Danish clinical oncologist Frede Donskov is certainly impressed. Donskov first experienced the Australian health system in action when he spent a year with the medical oncology department of Sydney’s Westmead Hospital in 2006/07. The visit had such an effect on him that he recently returned to Australia, this time with a delegation of Danish policy makers, to listen and learn from the Australian example.
‘‘ The five-year survival rates for cancer in NSW are as good as anywhere in the world,’’ says Donskov, staff specialist in clinical oncology at Aarhus University Hospital in Denmark. ‘‘ It’s actually 63 per cent — it means, in other words, that two-thirds of all cancer patients are potentially cured, and that’s impressive.’’
Professor Jim Bishop, despite being CEO of the Cancer Institute NSW, believes the credit for this can be shared around the nation. ‘‘ I guess the first thing to say is results in NSW are somewhat similar around the country, so I think it’s a national story as well.’’
Overall, more than 60 per cent of Australian cancer patients can expect to survive for at least five years, although there is some variation at the state level. According to 2005 data from the Cancer Institute NSW, the survival rate in NSW for all cancers is 60 per cent in men, and 66 per cent in women. In Victoria the rates are 58 per cent and 64 per cent respectively.
In contrast, Denmark languishes far down the list, with survival rates of just 45 per cent in men and 56 per cent in women.
Not surprisingly, the NSW state Government is happy to blow its health trumpet. ‘‘ There are very few places in the world where a person’s chances of beating cancer are as high as they are here in NSW,’’ says NSW Health Minister Reba Meagher. ‘‘ In 10 years, death rates from cancer have fallen by 16 per cent in men and 10 per cent in women.’’
However, Australia can ill afford to rest on its laurels, says doctor Andrew Penman, CEO of the Cancer Council NSW.
‘‘ It’s very dangerous to say we’re doing as well as anyone else, because the proper benchmark is how well can we do — and there’s a lot of evidence we can do better,’’ Penman says. ‘‘ Because in some areas there’s strong evidence for saving lives, and we don’t do it.’’
One of these areas is bowel cancer screening. ‘‘ We have, on paper, a national initiative on bowel cancer screening, but its reach into the population is minuscule,’’ Penman says. The preliminary stage of a national bowel cancer screening program was rolled out in 2006. The federal Government has since committed $87 million to screen all Australians aged 50, 55 and 65, with a full rollout forecast for 2012.
And while some cancers are managed well in Australia, in particular melanoma, prostate and thyroid, others are neglected.
‘‘ We’ve done very well . . . in some of the popular cancers such as breast and cervical, but there are also some unpopular cancers where we really haven’t made much difference,’’ Penman says.
These less ‘‘ popular’’ cancers include pancreatic, oesophageal and bladder cancer.
But generally, the incidence of cancer in Australia is greater than in other developed nations such as the UK and Canada, yet our mortality rates are lower.

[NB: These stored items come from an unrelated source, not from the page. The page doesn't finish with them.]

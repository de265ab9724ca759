//! Run summary: counters and timings collected during one index preparation.
//!
//! The summary is returned to the caller and logged at the end of a run. It
//! is not persisted; the exported index is the only artifact.
//!
//! ```ignore
//! let mut sw = SummaryStopwatch::start();
//! // ... read inputs ...
//! sw.stop_load();
//! // ... phase 1 ...
//! sw.stop_build();
//! // ... phase 2 ...
//! sw.stop_annotate();
//! // ... export ...
//! sw.stop_export();
//!
//! let summary = RunSummary::from_reports(&build, &annotate).with_timings(sw.into_timings());
//! ```

use crate::graph::{builder::BuildReport, calls::AnnotateReport};
use chrono::Utc;
use serde::{Deserialize, Serialize};
use std::time::{Duration, Instant};

#[derive(Debug, Clone, Serialize, Deserialize)]
pub struct RunSummary {
    /// ISO 8601 UTC timestamp when the summary was produced.
    pub generated_at: String,
    pub counts: Counts,
    pub timings_ms: TimingsMs,
}

/// Aggregate counters used by [`RunSummary`].
#[derive(Debug, Clone, Default, PartialEq, Eq, Serialize, Deserialize)]
pub struct Counts {
    /// Function descriptors read from the input.
    pub functions_seen: usize,
    /// Records in the final index (including placeholders).
    pub records: usize,
    /// Descriptors whose key was already present (last write won).
    pub overwritten: usize,
    /// Descriptors left out by filters, limits or the out-of-root policy.
    pub functions_skipped: usize,
    pub malformed_parameters: usize,

    pub edges_seen: usize,
    pub edges_applied: usize,
    pub edges_missing_caller: usize,
    pub placeholders_created: usize,
    pub malformed_call_sites: usize,
    /// Applied edges whose callee has no record.
    pub unresolved_callees: usize,
}

/// Millisecond timings for the pipeline phases. Unmeasured phases stay zero.
#[derive(Debug, Clone, Default, PartialEq, Eq, Serialize, Deserialize)]
pub struct TimingsMs {
    pub load: u128,
    pub build: u128,
    pub annotate: u128,
    pub export: u128,
    pub total: u128,
}

impl RunSummary {
    /// Build a summary from the phase reports (timings default to zero).
    pub fn from_reports(build: &BuildReport, annotate: &AnnotateReport) -> Self {
        let counts = Counts {
            functions_seen: build.seen,
            records: build.inserted - build.overwritten + annotate.placeholders_created,
            overwritten: build.overwritten,
            functions_skipped: build.skipped(),
            malformed_parameters: build.malformed_parameters,
            edges_seen: annotate.seen,
            edges_applied: annotate.applied,
            edges_missing_caller: annotate.missing_caller,
            placeholders_created: annotate.placeholders_created,
            malformed_call_sites: annotate.malformed_sites,
            unresolved_callees: annotate.unresolved_callees,
        };

        Self {
            generated_at: Utc::now().to_rfc3339(),
            counts,
            timings_ms: TimingsMs::default(),
        }
    }

    /// Attach timings captured by a [`SummaryStopwatch`].
    pub fn with_timings(mut self, timings: TimingsMs) -> Self {
        self.timings_ms = timings;
        self
    }
}

/// Simple stopwatch to measure pipeline phases; each `stop_*` records the time
/// since the previous mark.
#[derive(Debug, Clone)]
pub struct SummaryStopwatch {
    started: Instant,
    last_mark: Instant,
    tm: TimingsMs,
}

impl SummaryStopwatch {
    #[inline]
    pub fn start() -> Self {
        let now = Instant::now();
        Self {
            started: now,
            last_mark: now,
            tm: TimingsMs::default(),
        }
    }

    #[inline]
    pub fn stop_load(&mut self) -> &mut Self {
        self.tm.load = self.since_mark_ms();
        self
    }

    #[inline]
    pub fn stop_build(&mut self) -> &mut Self {
        self.tm.build = self.since_mark_ms();
        self
    }

    #[inline]
    pub fn stop_annotate(&mut self) -> &mut Self {
        self.tm.annotate = self.since_mark_ms();
        self
    }

    #[inline]
    pub fn stop_export(&mut self) -> &mut Self {
        self.tm.export = self.since_mark_ms();
        self
    }

    /// Finish and compute `total`.
    #[inline]
    pub fn into_timings(mut self) -> TimingsMs {
        self.tm.total = as_millis(self.started.elapsed());
        self.tm
    }

    #[inline]
    fn since_mark_ms(&mut self) -> u128 {
        let now = Instant::now();
        let d = now.duration_since(self.last_mark);
        self.last_mark = now;
        as_millis(d)
    }
}

#[inline]
fn as_millis(d: Duration) -> u128 {
    (d.as_secs() as u128)
        .saturating_mul(1_000)
        .saturating_add((d.subsec_nanos() as u128) / 1_000_000)
}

Australian mortality rates also compare favourably to the United States and New Zealand, which have higher cancer incidence.
So what is the Australian health system doing that is so different to other countries, and leads to such improved outcomes?
Top of Donskov’s list of virtues is ‘‘ a very strong focus on prevention and early detection’’. Deaths from breast and cervical cancer in Australia have been in steady decline since national screening programs were introduced around 17 years ago, and Bishop says our success in prevention is particularly evident in anti-smoking efforts.
As of 2006 in Australia, 18.6 per cent of men and 16.3 per cent of women smoked daily. ‘‘ In Denmark, the daily rate is around 26 per cent, so all the nasty smoking-related cancers are still in full flight in Denmark and that’s actually dragging a lot of their rates down,’’ Bishop says.
Another aspect of cancer management that Donskov praises is what he calls the ‘‘ lean production process’’ — smaller cancer units operating independently as opposed to larger, centralised treatment centres. This move away from centralised institutions happened in the early 1990s, according to Penman, and it led to significant improvements in cancer care outside metropolitan areas.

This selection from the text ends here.